两个窥视暗门之后,东厂的几个档头朝空隙中窥探已久,眼中都酸痛不止,几欲流泪。
大档头陆金疑道:“雨化田搞什么名堂?半天都没什么动静,也不见那小太监出来。”
二档头哈铭摸了摸自己的酒糟鼻,道:“雨化田也是个好色的,以前就跟万贵妃不清不楚,多半看那小太监清秀……嘿嘿……搞些假凤虚凰的勾当……”笑声中大有淫秽之意。
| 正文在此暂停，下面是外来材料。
// Copyright (C) 2025 SyncMyOrders Sp. z o.o.
// SPDX-License-Identifier: AGPL-3.0-or-later
//! Namespace lifecycle with a local ownership record.
//!
//! A namespace is `absent` or `owned` by exactly one customer. Requests from
//! any other customer see it as absent. Create and delete each touch the
//! cluster and the record store without a shared transaction; divergence is
//! reported through [`PartialFailure`].

use std::collections::BTreeMap;
use std::str::FromStr;
use std::sync::Arc;

use tracing::{debug, error, info, instrument, warn};

use crate::audit::{AuditAction, AuditEntry, AuditLog, AuditResource};
use crate::cluster::{
    ANNOTATION_CREATED_BY, ANNOTATION_CUSTOMER_ID, ANNOTATION_NODE_SELECTOR, ClusterApi,
    ClusterError, NamespaceSpec,
};
use crate::error::{Conflict, Error, NotFound, PartialFailure, Result};
use crate::metrics::GatewayMetrics;
use crate::store::{HistoryRecord, NamespaceRecord, NewNamespace, RecordStore};

const MIN_NAME_LEN: usize = 2;
const MAX_NAME_LEN: usize = 63;

/// What to do when the record write fails after the cluster namespace exists.
#[derive(Debug, Clone, Copy, PartialEq, Eq, Default)]
pub enum OrphanPolicy {
    /// Leave the cluster namespace and report `ClusterOrphan`.
    #[default]
    Surface,
    /// Delete the cluster namespace again. `ClusterOrphan` is still reported
    /// when that delete fails.
    Compensate,
}

impl FromStr for OrphanPolicy {
    type Err = String;

    fn from_str(s: &str) -> std::result::Result<Self, Self::Err> {
        match s.trim().to_lowercase().as_str() {
            "surface" => Ok(OrphanPolicy::Surface),
            "compensate" => Ok(OrphanPolicy::Compensate),
            other => Err(format!(
                "unknown orphan policy '{}', expected 'surface' or 'compensate'",
                other
            )),
        }
    }
}

/// Settings for [`NamespaceService`].
#[derive(Debug, Clone, Default)]
pub struct NamespaceConfig {
    /// Value of the node selector annotation put on every new namespace.
    pub node_selector: Option<String>,
    pub orphan_policy: OrphanPolicy,
}

/// Create, delete and read customer namespaces.
pub struct NamespaceService {
    cluster: Arc<dyn ClusterApi>,
    store: Arc<dyn RecordStore>,
    audit: AuditLog,
    metrics: Arc<GatewayMetrics>,
    config: NamespaceConfig,
}

impl NamespaceService {
    pub fn new(
        cluster: Arc<dyn ClusterApi>,
        store: Arc<dyn RecordStore>,
        audit: AuditLog,
        metrics: Arc<GatewayMetrics>,
        config: NamespaceConfig,
    ) -> Self {
        Self {
            cluster,
            store,
            audit,
            metrics,
            config,
        }
    }

    pub fn config(&self) -> &NamespaceConfig {
        &self.config
    }

    /// Create `name` in the cluster and record `customer_id` as its owner.
    #[instrument(skip(self))]
    pub async fn create(
        &self,
        name: &str,
        customer_id: &str,
        created_by: &str,
    ) -> Result<NamespaceRecord> {
        let result = self.create_inner(name, customer_id, created_by).await;
        match &result {
            Ok(_) => self.metrics.namespace_created(),
            Err(e) => self.mutation_failed(e),
        }

        let entry = AuditEntry::new(
            AuditResource::Namespace,
            AuditAction::Create,
            customer_id,
            name,
            created_by,
        )
        .with_details("namespace create");
        self.audit.record_result(entry, &result).await;

        result
    }

    async fn create_inner(
        &self,
        name: &str,
        customer_id: &str,
        created_by: &str,
    ) -> Result<NamespaceRecord> {
        validate_name(name)?;
        require("customer_id", customer_id)?;
        require("created_by", created_by)?;

        let existing = self
            .cluster
            .get_namespace(name)
            .await
            .map_err(Error::cluster)?;
        if existing.is_some() {
            return Err(Error::Conflict(Conflict::ExistsInCluster(name.to_string())));
        }

        let recorded = self
            .store
            .get_namespace(name, customer_id)
            .await
            .map_err(|e| Error::persistence("get_namespace", e))?;
        if recorded.is_some() {
            return Err(Error::Conflict(Conflict::ExistsInStore(name.to_string())));
        }

        let spec = self.namespace_spec(name, customer_id, created_by);
        self.cluster
            .create_namespace(&spec)
            .await
            .map_err(|e| match e {
                ClusterError::AlreadyExists(_) => {
                    Error::Conflict(Conflict::ExistsInCluster(name.to_string()))
                }
                other => Error::cluster(other),
            })?;
        debug!("Cluster namespace created");

        let new_record = NewNamespace {
            name: name.to_string(),
            customer_id: customer_id.to_string(),
            created_by: created_by.to_string(),
        };
        match self.store.insert_namespace(&new_record).await {
            Ok(record) => {
                info!(record_id = record.id, "Namespace created and recorded");
                Ok(record)
            }
            Err(e) => Err(self.handle_unrecorded_namespace(name, e).await),
        }
    }

    async fn handle_unrecorded_namespace(
        &self,
        name: &str,
        source: crate::store::StoreError,
    ) -> Error {
        if self.config.orphan_policy == OrphanPolicy::Compensate {
            match self.cluster.delete_namespace(name).await {
                Ok(()) | Err(ClusterError::NotFound(_)) => {
                    warn!(error = %source, "Namespace record write failed; cluster namespace removed");
                    return Error::persistence("insert_namespace", source);
                }
                Err(e) => {
                    error!(error = %e, "Compensating namespace delete failed");
                }
            }
        }

        self.metrics.partial_failure();
        error!(
            error = %source,
            "Namespace exists in the cluster without a record; manual reconciliation required"
        );
        Error::partial(
            "insert_namespace",
            PartialFailure::ClusterOrphan {
                namespace: name.to_string(),
            },
            source,
        )
    }

    /// Delete a namespace owned by `customer_id`.
    ///
    /// A cluster namespace that is already gone is not an error; the record
    /// is still removed.
    #[instrument(skip(self))]
    pub async fn delete(&self, name: &str, customer_id: &str, actor: &str) -> Result<()> {
        let result = self.delete_inner(name, customer_id).await;
        match &result {
            Ok(()) => self.metrics.namespace_deleted(),
            Err(e) => self.mutation_failed(e),
        }

        let entry = AuditEntry::new(
            AuditResource::Namespace,
            AuditAction::Delete,
            customer_id,
            name,
            actor,
        )
        .with_details("namespace delete");
        self.audit.record_result(entry, &result).await;

        result
    }

    async fn delete_inner(&self, name: &str, customer_id: &str) -> Result<()> {
        require("name", name)?;
        require("customer_id", customer_id)?;

        self.owned_record(name, customer_id).await?;

        match self.cluster.delete_namespace(name).await {
            Ok(()) => debug!("Cluster namespace deleted"),
            Err(ClusterError::NotFound(_)) => {
                info!("Cluster namespace already absent; removing record")
            }
            Err(e) => return Err(Error::cluster(e)),
        }

        match self.store.delete_namespace(name, customer_id).await {
            Ok(true) => {
                info!("Namespace deleted");
                Ok(())
            }
            Ok(false) => {
                debug!("Namespace record already removed");
                Ok(())
            }
            Err(e) => {
                self.metrics.partial_failure();
                error!(
                    error = %e,
                    "Cluster namespace deleted but record remains; manual reconciliation required"
                );
                Err(Error::partial(
                    "delete_namespace",
                    PartialFailure::RecordOrphan {
                        namespace: name.to_string(),
                    },
                    e,
                ))
            }
        }
    }

    /// Record of a namespace owned by `customer_id`. Failed lookups are audited.
    pub async fn get(&self, name: &str, customer_id: &str, actor: &str) -> Result<NamespaceRecord> {
        let result = self.owned_record(name, customer_id).await;
        if result.is_err() {
            let entry = AuditEntry::new(
                AuditResource::Namespace,
                AuditAction::Get,
                customer_id,
                name,
                actor,
            )
            .with_details("namespace get");
            self.audit.record_result(entry, &result).await;
        }
        result
    }

    /// Namespaces owned by `customer_id`, ordered by name.
    pub async fn list_by_customer(&self, customer_id: &str) -> Result<Vec<NamespaceRecord>> {
        self.store
            .list_namespaces_by_customer(customer_id)
            .await
            .map_err(|e| Error::persistence("list_namespaces_by_customer", e))
    }

    /// Latest namespace audit entries of `customer_id`, newest first.
    pub async fn history(&self, customer_id: &str, limit: i64) -> Result<Vec<HistoryRecord>> {
        self.store
            .list_history(customer_id, Some(AuditResource::Namespace.as_str()), limit)
            .await
            .map_err(|e| Error::persistence("list_history", e))
    }

    async fn owned_record(&self, name: &str, customer_id: &str) -> Result<NamespaceRecord> {
        let record = self
            .store
            .get_namespace(name, customer_id)
            .await
            .map_err(|e| Error::persistence("get_namespace", e))?;
        match record {
            Some(record) if record.customer_id == customer_id => Ok(record),
            _ => Err(Error::NotFound(NotFound::Namespace(name.to_string()))),
        }
    }

    fn namespace_spec(&self, name: &str, customer_id: &str, created_by: &str) -> NamespaceSpec {
        let mut annotations = BTreeMap::new();
        annotations.insert(ANNOTATION_CUSTOMER_ID.to_string(), customer_id.to_string());
        annotations.insert(ANNOTATION_CREATED_BY.to_string(), created_by.to_string());
        if let Some(selector) = &self.config.node_selector {
            annotations.insert(ANNOTATION_NODE_SELECTOR.to_string(), selector.clone());
        }
        NamespaceSpec {
            name: name.to_string(),
            annotations,
        }
    }

    fn mutation_failed(&self, err: &Error) {
        self.metrics.namespace_failed();
        debug!(code = err.error_code(), error = %err, "Namespace operation failed");
    }
}

fn require(field: &'static str, value: &str) -> Result<()> {
    if value.trim().is_empty() {
        return Err(Error::validation(field, "must not be empty"));
    }
    Ok(())
}

/// DNS-1123 label: lowercase alphanumerics and '-', alphanumeric at both ends.
pub fn validate_name(name: &str) -> Result<()> {
    let len = name.len();
    if !(MIN_NAME_LEN..=MAX_NAME_LEN).contains(&len) {
        return Err(Error::validation(
            "name",
            format!(
                "must be between {} and {} characters",
                MIN_NAME_LEN, MAX_NAME_LEN
            ),
        ));
    }
    if !name
        .bytes()
        .all(|b| b.is_ascii_lowercase() || b.is_ascii_digit() || b == b'-')
    {
        return Err(Error::validation(
            "name",
            "may only contain lowercase letters, digits and '-'",
        ));
    }
    if name.starts_with('-') || name.ends_with('-') {
        return Err(Error::validation(
            "name",
            "must start and end with a letter or digit",
        ));
    }
    Ok(())
}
陆金忙暗中踩他一脚,微微向后一努嘴,哈铭这才想起自家厂公曹云钦就在身后“督阵”,这番言语虽然是说雨化田,但物伤其类难免触到他痛处,后悔的冷汗直冒,赶忙闭嘴。
曹云钦阴着脸站着后边,并没说话。
忽听得屋内床榻方向一阵震动厮打之声,震得地面都微微动摇,几个档头相顾色变,曹云钦一个箭步冲上来,推开哈铭,自己朝屋内望去。
顾少棠右手拿着短剑,环架在雨化田脖子上,二人一齐从塌边缓缓走了出来。顾少棠在雨化田耳边低语道:“不过到百招,天下有几个人能挟持得了你雨厂公?东厂的人又不是傻子,他们怎么会相信?”
雨化田嘴唇不动,低声道:“他们信与不信无关紧要。”
二人说话间已经走到了房间的中央,墙外东厂首脑正如热锅上的蚂蚁商量对策,顾少棠眼角的余光扫过隐藏在仕女花瓶和紫檀木架后的窥视暗孔,心中忽然升起一个念头,继续耳语道:“这屋中只有床榻那边是他们看不见的死角?”
雨化田的想了想,一本正经的低声道:“书桌旁和四个屋角大概也看不见……”
顾少棠的耳朵又烧了起来,又羞又恼:这人从头到尾就没安什么好心,明明其他地方也可以躲开敌人,偏偏要骗自己去床上。越想越怒,她左手本来只是虚扼在雨化田颈侧,忍不住向前一弹,打在雨化田下颚,又飞快缩了回来,口中冷冷喝道:“快走!少耍花样!”小惩大诫,也是演给东厂的敌人戏文。
雨化田既然实言相告,也知道惹炸了毛的小猫非伸爪子不可,微微苦笑:“将军,你力气太大了。”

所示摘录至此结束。